Dr. Schmitz:  Well, I think building upon what Mary’s saying, when we treat insomnia, we really want to meet the patient where they’re at and, in some instances, patients, after our evaluation or maybe after we’ve tried some treatment strategies, are open to or have a preference for looking at more holistic mind/body strategies.  So, a lot of that comes out in just getting to know the patient and either that they’ve benefited from some of the strategies and offerings that integrative medicine has or just getting a sense of let’s try something different in an effort to reduce symptoms and help the patient sleep better.

Melanie:  Well, speak about cognitive behavioral therapy for insomnia, Dr. Mike, just a little bit and then kind of tie in how, when you talk to a patient, how you consider medication versus cognitive behavioral therapy.

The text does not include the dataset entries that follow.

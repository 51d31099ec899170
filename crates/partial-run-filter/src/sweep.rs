//! Reachability sweep: which nodes lie between the start and end frontiers.

use std::collections::HashSet;

use partial_run_types::Direction;

use crate::index::NodeIndex;
use crate::selector::NodePredicate;

/// Every node reachable from `start_ids` following `direction`, the start
/// nodes included.
///
/// Depth-first with an explicit stack. Neighbors are pushed unconditionally
/// and deduplicated when popped, so a node enters the result at most once.
/// Ids unknown to the index are recorded but not expanded.
pub fn traverse<'a>(
    index: &NodeIndex<'a>,
    direction: Direction,
    start_ids: impl IntoIterator<Item = &'a str>,
) -> HashSet<&'a str> {
    let mut result = HashSet::new();
    let mut stack: Vec<&'a str> = Vec::new();
    for start in start_ids {
        stack.push(start);
        while let Some(current) = stack.pop() {
            if !result.insert(current) {
                continue;
            }
            let Some(node) = index.get(current) else {
                continue;
            };
            let neighbors = match direction {
                Direction::Upstream => &node.upstream_nodes,
                Direction::Downstream => &node.downstream_nodes,
            };
            stack.extend(neighbors.iter().map(String::as_str));
        }
    }
    result
}

/// Nodes downstream of a `from_nodes` match AND upstream of a `to_nodes`
/// match, in sequence order.
pub fn sweep<'a>(
    index: &NodeIndex<'a>,
    from_nodes: &(impl NodePredicate + ?Sized),
    to_nodes: &(impl NodePredicate + ?Sized),
) -> NodeIndex<'a> {
    let from_ids: Vec<&'a str> = index.ids().filter(|id| from_nodes.matches(id)).collect();
    let to_ids: Vec<&'a str> = index.ids().filter(|id| to_nodes.matches(id)).collect();

    let descendants = traverse(index, Direction::Downstream, from_ids.iter().copied());
    let ancestors = traverse(index, Direction::Upstream, to_ids.iter().copied());
    tracing::debug!(
        from = from_ids.len(),
        to = to_ids.len(),
        descendants = descendants.len(),
        ancestors = ancestors.len(),
        "reachability sweep"
    );

    index.retain(|id| descendants.contains(id) && ancestors.contains(id))
}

Dr. Schmitz:  Great.  So, you mentioned earlier sleep hygiene and I think that’s often viewed as a common sense approach and it’s important to make a distinction between sleep hygiene and cognitive behavioral therapy.  Part of this is because there are different kinds of insomnia.  For that few nights of bad sleep or first bout of insomnia, straightening out sleep hygiene – eliminating the caffeine and doing some of those common sense things--often do work.  For the person who has chronic long-term insomnia, there are often many behavioral factors that are unintentionally learned and habits that actually make the bed not a very comfortable place for sleep.  So, we utilize strategies that may seem at the front end maybe a little bit difficult or challenging such as utilized sleep restriction therapy. We actually limit the time in bed in an effort to build sleep drive.  We deal with the negative thoughts and worries and fears that often are automatically provoked when the patient gets into bed.  We’ll adjust the timing of their sleep because we want to make sure that the biological rhythms inherent to a particular patient match up with their sleep schedule. Then, we deal with some of the day-to-day things that occur in life that can interrupt sleep and change those so that sleep can be more continuous.  Sleep medications are not necessarily the first line and patients who are typically considered for sleep medications are those that might have significant stress or strain on a short-term basis where a week or two of sleep medication might be the thing they need to get over the initial challenge or stress or medical problem that confronts them.  But, as a long-term strategy, sleep medications are typically not the best strategy unless there’s a long term chronic medical problem that’s determined to exist where a medication might be a longer term approach.

Melanie:  We certainly could do a whole entire show on some of the sleep medications people see in the media but as we’re running out of time, Mary, tell us about shared medical visits.  How do they work and what patients can expect.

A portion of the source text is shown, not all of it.